● **DIRECTIONS**: Pull every line containing the word "that" out of the material below.

● **SUPPLIED MATERIAL**:

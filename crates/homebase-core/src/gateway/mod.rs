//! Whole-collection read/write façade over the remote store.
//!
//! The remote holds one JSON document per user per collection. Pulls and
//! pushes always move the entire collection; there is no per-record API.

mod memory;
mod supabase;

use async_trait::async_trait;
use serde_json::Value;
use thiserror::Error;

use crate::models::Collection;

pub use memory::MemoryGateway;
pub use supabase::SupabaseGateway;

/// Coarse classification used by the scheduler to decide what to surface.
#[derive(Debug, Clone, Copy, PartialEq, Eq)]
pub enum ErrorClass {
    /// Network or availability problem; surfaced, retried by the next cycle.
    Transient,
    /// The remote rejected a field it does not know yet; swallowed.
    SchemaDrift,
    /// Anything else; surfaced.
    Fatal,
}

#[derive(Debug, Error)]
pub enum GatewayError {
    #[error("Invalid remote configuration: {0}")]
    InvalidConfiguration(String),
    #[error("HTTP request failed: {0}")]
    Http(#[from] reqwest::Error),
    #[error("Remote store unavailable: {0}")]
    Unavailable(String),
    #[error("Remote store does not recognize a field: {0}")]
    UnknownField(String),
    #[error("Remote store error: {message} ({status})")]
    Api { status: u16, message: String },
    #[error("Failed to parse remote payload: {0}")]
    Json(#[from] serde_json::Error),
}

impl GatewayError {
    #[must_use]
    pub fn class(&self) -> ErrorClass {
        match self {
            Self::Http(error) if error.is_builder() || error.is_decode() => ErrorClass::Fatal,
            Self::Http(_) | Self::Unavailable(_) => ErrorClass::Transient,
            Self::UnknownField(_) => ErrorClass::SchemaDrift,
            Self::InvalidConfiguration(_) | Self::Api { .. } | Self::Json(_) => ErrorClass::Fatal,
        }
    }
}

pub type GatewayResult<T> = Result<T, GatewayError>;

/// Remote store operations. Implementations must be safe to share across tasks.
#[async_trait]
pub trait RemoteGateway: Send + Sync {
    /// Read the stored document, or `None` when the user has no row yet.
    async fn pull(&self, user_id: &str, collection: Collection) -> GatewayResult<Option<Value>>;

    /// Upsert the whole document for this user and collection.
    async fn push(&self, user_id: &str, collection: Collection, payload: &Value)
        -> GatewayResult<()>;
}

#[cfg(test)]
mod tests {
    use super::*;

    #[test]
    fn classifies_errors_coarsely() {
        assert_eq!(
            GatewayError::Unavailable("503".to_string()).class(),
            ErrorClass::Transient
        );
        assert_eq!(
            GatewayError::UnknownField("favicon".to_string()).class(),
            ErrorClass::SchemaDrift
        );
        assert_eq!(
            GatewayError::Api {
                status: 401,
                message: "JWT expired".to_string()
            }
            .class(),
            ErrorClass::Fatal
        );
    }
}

--

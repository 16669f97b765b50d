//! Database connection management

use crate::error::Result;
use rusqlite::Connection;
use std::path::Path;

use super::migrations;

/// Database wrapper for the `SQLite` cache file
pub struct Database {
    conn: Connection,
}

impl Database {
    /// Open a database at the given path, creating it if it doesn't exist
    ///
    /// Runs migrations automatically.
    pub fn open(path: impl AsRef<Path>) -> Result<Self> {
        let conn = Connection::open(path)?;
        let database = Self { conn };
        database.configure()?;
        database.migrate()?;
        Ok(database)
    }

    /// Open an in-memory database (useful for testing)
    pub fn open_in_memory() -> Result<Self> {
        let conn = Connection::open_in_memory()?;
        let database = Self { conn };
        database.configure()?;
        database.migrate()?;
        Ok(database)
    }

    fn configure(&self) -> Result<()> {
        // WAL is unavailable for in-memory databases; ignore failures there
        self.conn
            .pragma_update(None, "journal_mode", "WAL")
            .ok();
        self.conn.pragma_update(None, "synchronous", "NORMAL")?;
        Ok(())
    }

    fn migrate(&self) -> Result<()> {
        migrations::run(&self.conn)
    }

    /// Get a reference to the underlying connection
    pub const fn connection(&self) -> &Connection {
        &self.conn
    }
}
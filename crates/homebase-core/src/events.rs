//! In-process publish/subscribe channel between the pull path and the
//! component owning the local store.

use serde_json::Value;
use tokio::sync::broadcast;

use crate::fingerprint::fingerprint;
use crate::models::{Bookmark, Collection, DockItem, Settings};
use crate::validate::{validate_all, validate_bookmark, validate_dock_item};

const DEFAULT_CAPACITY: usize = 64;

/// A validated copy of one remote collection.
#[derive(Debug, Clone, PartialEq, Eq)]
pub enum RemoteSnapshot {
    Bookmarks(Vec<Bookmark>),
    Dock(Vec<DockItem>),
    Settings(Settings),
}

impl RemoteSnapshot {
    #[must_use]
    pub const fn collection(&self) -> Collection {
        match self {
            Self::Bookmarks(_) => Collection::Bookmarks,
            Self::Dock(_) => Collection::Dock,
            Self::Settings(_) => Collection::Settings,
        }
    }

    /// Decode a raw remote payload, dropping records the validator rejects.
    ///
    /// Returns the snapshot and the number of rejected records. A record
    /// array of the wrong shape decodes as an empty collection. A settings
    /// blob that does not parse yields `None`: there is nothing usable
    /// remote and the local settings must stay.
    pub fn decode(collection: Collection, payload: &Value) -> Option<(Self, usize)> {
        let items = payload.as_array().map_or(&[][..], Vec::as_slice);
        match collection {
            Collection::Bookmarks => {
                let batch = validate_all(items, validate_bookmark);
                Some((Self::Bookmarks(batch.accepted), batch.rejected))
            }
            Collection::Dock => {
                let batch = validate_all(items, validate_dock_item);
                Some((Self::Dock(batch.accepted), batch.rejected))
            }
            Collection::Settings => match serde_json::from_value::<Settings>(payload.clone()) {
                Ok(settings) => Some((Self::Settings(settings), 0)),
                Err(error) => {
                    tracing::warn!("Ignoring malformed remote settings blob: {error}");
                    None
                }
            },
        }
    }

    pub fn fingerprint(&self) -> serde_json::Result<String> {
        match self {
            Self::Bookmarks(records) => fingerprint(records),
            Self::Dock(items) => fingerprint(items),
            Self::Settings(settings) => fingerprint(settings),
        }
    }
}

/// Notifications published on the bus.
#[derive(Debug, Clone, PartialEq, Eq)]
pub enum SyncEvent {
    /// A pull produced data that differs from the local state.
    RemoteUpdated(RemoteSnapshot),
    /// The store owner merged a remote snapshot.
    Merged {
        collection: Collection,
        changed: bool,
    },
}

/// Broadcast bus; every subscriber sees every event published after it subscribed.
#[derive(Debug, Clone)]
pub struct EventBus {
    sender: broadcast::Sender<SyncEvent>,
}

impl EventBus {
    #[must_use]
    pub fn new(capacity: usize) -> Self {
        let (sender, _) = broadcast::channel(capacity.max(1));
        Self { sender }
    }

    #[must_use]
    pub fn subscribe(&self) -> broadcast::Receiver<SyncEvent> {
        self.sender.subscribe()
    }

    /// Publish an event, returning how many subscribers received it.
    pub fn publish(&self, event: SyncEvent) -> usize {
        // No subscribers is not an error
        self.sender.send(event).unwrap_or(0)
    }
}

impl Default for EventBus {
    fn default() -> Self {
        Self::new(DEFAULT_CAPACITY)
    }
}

● **OUTPUT FOR THIS EXERCISE**:
    /// blob that does not parse yields `None`: there is nothing usable
    /// A pull produced data that differs from the local state.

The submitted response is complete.